Immunofluorescence
The pattern observed on immunofluorescent staining of the glomerulus for antibodies and/or complement proteins can often be described as granular, linear, or pauci-immune. These patterns offer clues into the underlying disease process.
Granular. A pattern of patchy, granular staining for antibodies and complement proteins suggests immune complex deposition. The deposited complexes fix complement, leading to direct complement-mediated damage and, frequently, endocapillary proliferation.
IgA nephropathy is the most common cause of immune complex GN and the most common cause of GN in general. Other causes of immune complex GN include lupus nephritis, membranoproliferative GN, and postinfectious GN. These diseases are typically associated with depressed complement levels, reflecting their mechanism of inflammation; however, complement levels may remain normal in IgA nephropathy because of the slow rate at which the various components are consumed.
Linear. A pattern of continuous, linear staining for antibodies and complement proteins along the capillary walls suggests direct binding of antibodies to the glomerular basement membrane (GBM). Such binding occurs in the anti-GBM diseases, in which autoantibodies form against the noncollagenous 1 (NC1) domain of the α-3 chain of type IV collagen (α-3 IV). The resulting inflammation almost invariably leads to RPGN.
In the spectrum of anti-GBM disease, one third of patients have renal-limited disease, whereas the remainder have the combined pulmonary-renal syndrome named for Goodpasture. Goodpasture syndrome occurs when the anti-GBM autoantibodies bind to the alveolar basement membrane, causing pulmonary hemorrhage. This syndrome occurs almost exclusively in smokers and others exposed to hydrocarbons, suggesting that environmental factors play a key role in determining the susceptibility of the pulmonary capillaries to circulating anti-GBM autoantibodies.
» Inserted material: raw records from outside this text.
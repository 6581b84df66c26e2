//! Dependency-aware service actions.
//!
//! `control` applies a start/stop/restart/monitor/unmonitor action to one
//! service while honouring its dependency graph: prerequisites come up
//! before their dependents, dependents go down before their prerequisites.
//! Traversal marks live in a per-batch [`Traversal`] context rather than
//! on the services, so shared subtrees are visited once and every batch
//! starts from clean marks.
use chrono::Utc;
use tracing::{debug, info};

use crate::clock;
use crate::command;
use crate::config::RunConfig;
use crate::error::VigilError;
use crate::event::{Event, EventKind, EventState};
use crate::observe::{self, Converged};
use crate::run::{Engine, RunFlags};
use crate::service::{Action, CommandSpec, Service, ServiceTable, ServiceType};

/// Visited marks for one action batch: `visited` for start/monitor walks,
/// `depend_visited` for stop/unmonitor walks.
#[derive(Debug)]
pub struct Traversal {
    visited: Vec<bool>,
    depend_visited: Vec<bool>,
}

impl Traversal {
    pub fn new(len: usize) -> Self {
        Self {
            visited: vec![false; len],
            depend_visited: vec![false; len],
        }
    }

    /// Clears both mark sets; the sweep that ends every batch.
    pub fn reset(&mut self) {
        self.visited.fill(false);
        self.depend_visited.fill(false);
    }

    /// True when no mark is set.
    pub fn all_clear(&self) -> bool {
        !self.visited.iter().chain(self.depend_visited.iter()).any(|&m| m)
    }
}

/// Applies `action` to the named service, walking its dependency graph.
/// After the batch all traversal marks are reset.
pub fn control(engine: &Engine, name: &str, action: Action) -> Result<(), VigilError> {
    let mut table = engine.services.lock()?;
    let mut traversal = Traversal::new(table.len());
    let mut dispatch = Dispatch {
        table: &mut table,
        traversal: &mut traversal,
        conf: &engine.conf,
        flags: &engine.flags,
        cycle: engine.cycle(),
    };
    dispatch.apply(name, action)?;
    traversal.reset();
    debug_assert!(traversal.all_clear());
    Ok(())
}

/// Applies `action` to every service in configuration order as a single
/// batch, so shared prerequisites are acted on once.
pub fn control_all(engine: &Engine, action: Action) -> Result<(), VigilError> {
    let mut table = engine.services.lock()?;
    let names: Vec<String> = table.iter().map(|s| s.name.clone()).collect();
    let mut traversal = Traversal::new(table.len());
    for name in names {
        let mut dispatch = Dispatch {
            table: &mut table,
            traversal: &mut traversal,
            conf: &engine.conf,
            flags: &engine.flags,
            cycle: engine.cycle(),
        };
        dispatch.apply(&name, action)?;
    }
    traversal.reset();
    Ok(())
}

/// Applies `action` to every member of a configured group.
pub fn control_group(engine: &Engine, group: &str, action: Action) -> Result<(), VigilError> {
    let members = engine
        .conf
        .groups
        .get(group)
        .cloned()
        .ok_or_else(|| VigilError::UnknownGroup(group.to_string()))?;
    for member in members {
        control(engine, &member, action)?;
    }
    Ok(())
}

/// One action batch over the locked service table.
struct Dispatch<'a> {
    table: &'a mut ServiceTable,
    traversal: &'a mut Traversal,
    conf: &'a RunConfig,
    flags: &'a RunFlags,
    cycle: u64,
}

impl Dispatch<'_> {
    fn apply(&mut self, name: &str, action: Action) -> Result<(), VigilError> {
        let idx = self
            .table
            .position(name)
            .ok_or_else(|| VigilError::UnknownService(name.to_string()))?;

        match action {
            Action::Start => {
                self.do_depend(idx, Action::Stop, false);
                self.do_start(idx);
                self.do_depend(idx, Action::Start, false);
            }
            Action::Stop => {
                self.do_depend(idx, Action::Stop, true);
                self.do_stop(idx, true);
            }
            Action::Restart => {
                info!("'{}' trying to restart", self.table.at(idx).name);
                self.do_depend(idx, Action::Stop, false);
                if self.table.at(idx).restart.is_some() {
                    self.do_restart(idx);
                    self.do_depend(idx, Action::Start, false);
                } else if self.do_stop(idx, false) {
                    // Only start if the stop converged.
                    self.do_start(idx);
                    self.do_depend(idx, Action::Start, false);
                } else {
                    // Leave the service monitored so the next cycle
                    // retries the restart.
                    self.table.at_mut(idx).monitor_set();
                }
            }
            Action::Monitor => {
                // Monitoring is enabled for this service and everything it
                // depends on; services depending on it keep their state.
                self.do_monitor(idx);
            }
            Action::Unmonitor => {
                // Monitoring is disabled for this service and everything
                // that depends on it.
                self.do_depend(idx, Action::Unmonitor, false);
                self.do_unmonitor(idx);
            }
            other => {
                return Err(VigilError::InvalidAction(other.to_string()));
            }
        }
        Ok(())
    }

    /// Post-order start: bring up every prerequisite of `idx`, then `idx`
    /// itself.
    fn do_start(&mut self, idx: usize) {
        if self.traversal.visited[idx] {
            return;
        }
        self.traversal.visited[idx] = true;

        for dep in self.prerequisites(idx) {
            self.do_start(dep);
        }

        let service = self.table.at(idx);
        if let Some(start) = service.start.clone() {
            if service.kind != ServiceType::Process || observe::is_running(service, false) == 0 {
                info!("'{}' start: {}", service.name, start.program());
                let mut timeout_us = (start.timeout as i64) * 1_000_000;
                let env = self.env_overlay(idx, "Started");
                let outcome = command::execute(
                    &start,
                    &env,
                    &mut timeout_us,
                    &self.flags.stopped,
                );
                self.table.at_mut(idx).budget.record_start(self.cycle);

                let service = self.table.at(idx);
                let converged = service.kind != ServiceType::Process
                    || observe::wait_start(service, &mut timeout_us, &self.flags.stopped)
                        == Converged::Started;
                if !converged || outcome.status < 0 {
                    self.post_exec_failure(idx, "start", outcome);
                } else {
                    self.post_exec_success(idx, "started");
                }
            }
        } else {
            debug!("'{}' start skipped -- method not defined", service.name);
        }
        self.table.at_mut(idx).monitor_set();
    }

    /// Stops `idx` itself. Returns false when the stop did not converge.
    /// With `disable_monitor` unset (stop as part of a restart) the
    /// observation is reset instead of the monitoring state.
    fn do_stop(&mut self, idx: usize, disable_monitor: bool) -> bool {
        if self.traversal.depend_visited[idx] {
            return true;
        }
        self.traversal.depend_visited[idx] = true;

        let mut converged = true;
        let service = self.table.at(idx);
        if let Some(stop) = service.stop.clone() {
            if service.kind != ServiceType::Process || observe::is_running(service, false) != 0 {
                info!("'{}' stop: {}", service.name, stop.program());
                let pid = observe::is_running(service, true);
                let mut timeout_us = (stop.timeout as i64) * 1_000_000;
                let env = self.env_overlay(idx, "Stopped");
                let outcome =
                    command::execute(&stop, &env, &mut timeout_us, &self.flags.stopped);

                let kind = self.table.at(idx).kind;
                let stopped = kind != ServiceType::Process
                    || observe::wait_stop(pid, &mut timeout_us, &self.flags.stopped)
                        == Converged::Stopped;
                if !stopped || outcome.status < 0 {
                    converged = false;
                    self.post_exec_failure(idx, "stop", outcome);
                } else {
                    self.post_exec_success(idx, "stopped");
                }
            }
        } else {
            debug!("'{}' stop skipped -- method not defined", service.name);
        }

        let service = self.table.at_mut(idx);
        if disable_monitor {
            service.monitor_unset();
        } else {
            service.info.reset();
        }
        converged
    }

    /// Runs the dedicated restart command of `idx`.
    fn do_restart(&mut self, idx: usize) {
        let service = self.table.at_mut(idx);
        if let Some(restart) = service.restart.clone() {
            info!("'{}' restart: {}", service.name, restart.program());
            service.info.reset();
            let mut timeout_us = (restart.timeout as i64) * 1_000_000;
            let env = self.env_overlay(idx, "Restarted");
            let outcome =
                command::execute(&restart, &env, &mut timeout_us, &self.flags.stopped);
            self.table.at_mut(idx).budget.record_start(self.cycle);

            let service = self.table.at(idx);
            let converged = service.kind != ServiceType::Process
                || observe::wait_start(service, &mut timeout_us, &self.flags.stopped)
                    == Converged::Started;
            if !converged || outcome.status < 0 {
                self.post_exec_failure(idx, "restart", outcome);
            } else {
                self.post_exec_success(idx, "restarted");
            }
        } else {
            debug!("'{}' restart skipped -- method not defined", service.name);
        }
        self.table.at_mut(idx).monitor_set();
    }

    /// Post-order monitor enable over prerequisites.
    fn do_monitor(&mut self, idx: usize) {
        if self.traversal.visited[idx] {
            return;
        }
        self.traversal.visited[idx] = true;
        for dep in self.prerequisites(idx) {
            self.do_monitor(dep);
        }
        self.table.at_mut(idx).monitor_set();
    }

    fn do_unmonitor(&mut self, idx: usize) {
        if self.traversal.depend_visited[idx] {
            return;
        }
        self.traversal.depend_visited[idx] = true;
        self.table.at_mut(idx).monitor_unset();
    }

    /// Walks every service that depends on `idx`, descending before
    /// stopping/unmonitoring (children first) and after starting/
    /// monitoring (parents first).
    fn do_depend(&mut self, idx: usize, action: Action, disable_monitor: bool) {
        let target = self.table.at(idx).name.clone();
        for child in 0..self.table.len() {
            if !self.table.at(child).dependants.iter().any(|d| d == &target) {
                continue;
            }
            match action {
                Action::Start => self.do_start(child),
                Action::Monitor => self.do_monitor(child),
                _ => {}
            }
            self.do_depend(child, action, disable_monitor);
            match action {
                Action::Stop => {
                    self.do_stop(child, disable_monitor);
                }
                Action::Unmonitor => self.do_unmonitor(child),
                _ => {}
            }
        }
    }

    /// Positions of the services `idx` depends on. The control file
    /// validation guarantees they exist.
    fn prerequisites(&self, idx: usize) -> Vec<usize> {
        self.table
            .at(idx)
            .dependants
            .iter()
            .filter_map(|name| self.table.position(name))
            .collect()
    }

    fn env_overlay(&self, idx: usize, event: &str) -> Vec<(String, String)> {
        build_env(self.table.at(idx), &self.conf.hostname, event)
    }

    fn post_exec_failure(&self, idx: usize, verb: &str, outcome: command::ExecOutcome) {
        let message = if outcome.message.is_empty() {
            "no output".to_string()
        } else {
            outcome.message
        };
        Event::new(
            self.table.at(idx).name.clone(),
            EventKind::Exec,
            EventState::Failed,
            Action::Alert,
            format!(
                "failed to {verb} (exit status {}) -- {message}",
                outcome.status
            ),
        )
        .post();
    }

    fn post_exec_success(&self, idx: usize, verb: &str) {
        Event::new(
            self.table.at(idx).name.clone(),
            EventKind::Exec,
            EventState::Succeeded,
            Action::Alert,
            verb,
        )
        .post();
    }
}

/// Builds the environment overlay injected into service commands; it is
/// the child's entire environment.
pub fn build_env(service: &Service, hostname: &str, event: &str) -> Vec<(String, String)> {
    let mut env = vec![
        ("MONIT_DATE".to_string(), clock::local_stamp(Utc::now())),
        ("MONIT_SERVICE".to_string(), service.name.clone()),
        ("MONIT_HOST".to_string(), hostname.to_string()),
        ("MONIT_EVENT".to_string(), event.to_string()),
        ("MONIT_DESCRIPTION".to_string(), event.to_string()),
    ];
    if service.kind == ServiceType::Process {
        env.push((
            "MONIT_PROCESS_PID".to_string(),
            observe::is_running(service, false).to_string(),
        ));
        env.push((
            "MONIT_PROCESS_MEMORY".to_string(),
            service.info.mem_kbyte.to_string(),
        ));
        env.push((
            "MONIT_PROCESS_CHILDREN".to_string(),
            service.info.children.to_string(),
        ));
        env.push((
            "MONIT_PROCESS_CPU_PERCENT".to_string(),
            format!("{:.0}", service.info.cpu_percent),
        ));
    }
    env
}

/// Runs a rule-local exec command outside any traversal; used by the
/// validator for `action: exec` rules.
pub fn run_exec(
    conf: &RunConfig,
    flags: &RunFlags,
    service: &Service,
    spec: &CommandSpec,
) -> command::ExecOutcome {
    let env = build_env(service, &conf.hostname, "Started");
    let mut timeout_us = (spec.timeout as i64) * 1_000_000;
    command::execute(spec, &env, &mut timeout_us, &flags.stopped)
}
Pauci-immune. A general lack (or, as the name suggests, paucity) of staining for antibodies or complement proteins suggests vasculitic GN. In such cases, inflammation generally reflects the presence of circulating antineutrophil cytoplasmic antibodies (ANCAs), which are believed to directly activate neutrophils. The ensuing glomerular inflammation often leads to RPGN, and it may be either isolated or part of a systemic vasculitis. Other common histologic findings include fibrinoid glomerular necrosis, periglomerular inflammation, and arteritis.
ANCAs can be subdivided into those with a cytoplasmic staining pattern (c-ANCA) and those with a perinuclear staining pattern (p-ANCA). c-ANCAs almost always target proteinase-3 antigens (PR3-ANCA) and are often associated with Wegener granulomatosis. p-ANCAs almost always target myeloperoxidase antigens (MPO-ANCA) and are often associated with Churg-Strauss disease and microscopic polyangiitis. The ANCA-positive systemic vasculitides all feature a propensity toward multiple organ involvement. Specifically, Wegener granulomatosis and microscopic polyangiitis are associated with pulmonary hemorrhage, whereas Churg-Strauss features asthma and eosinophilia.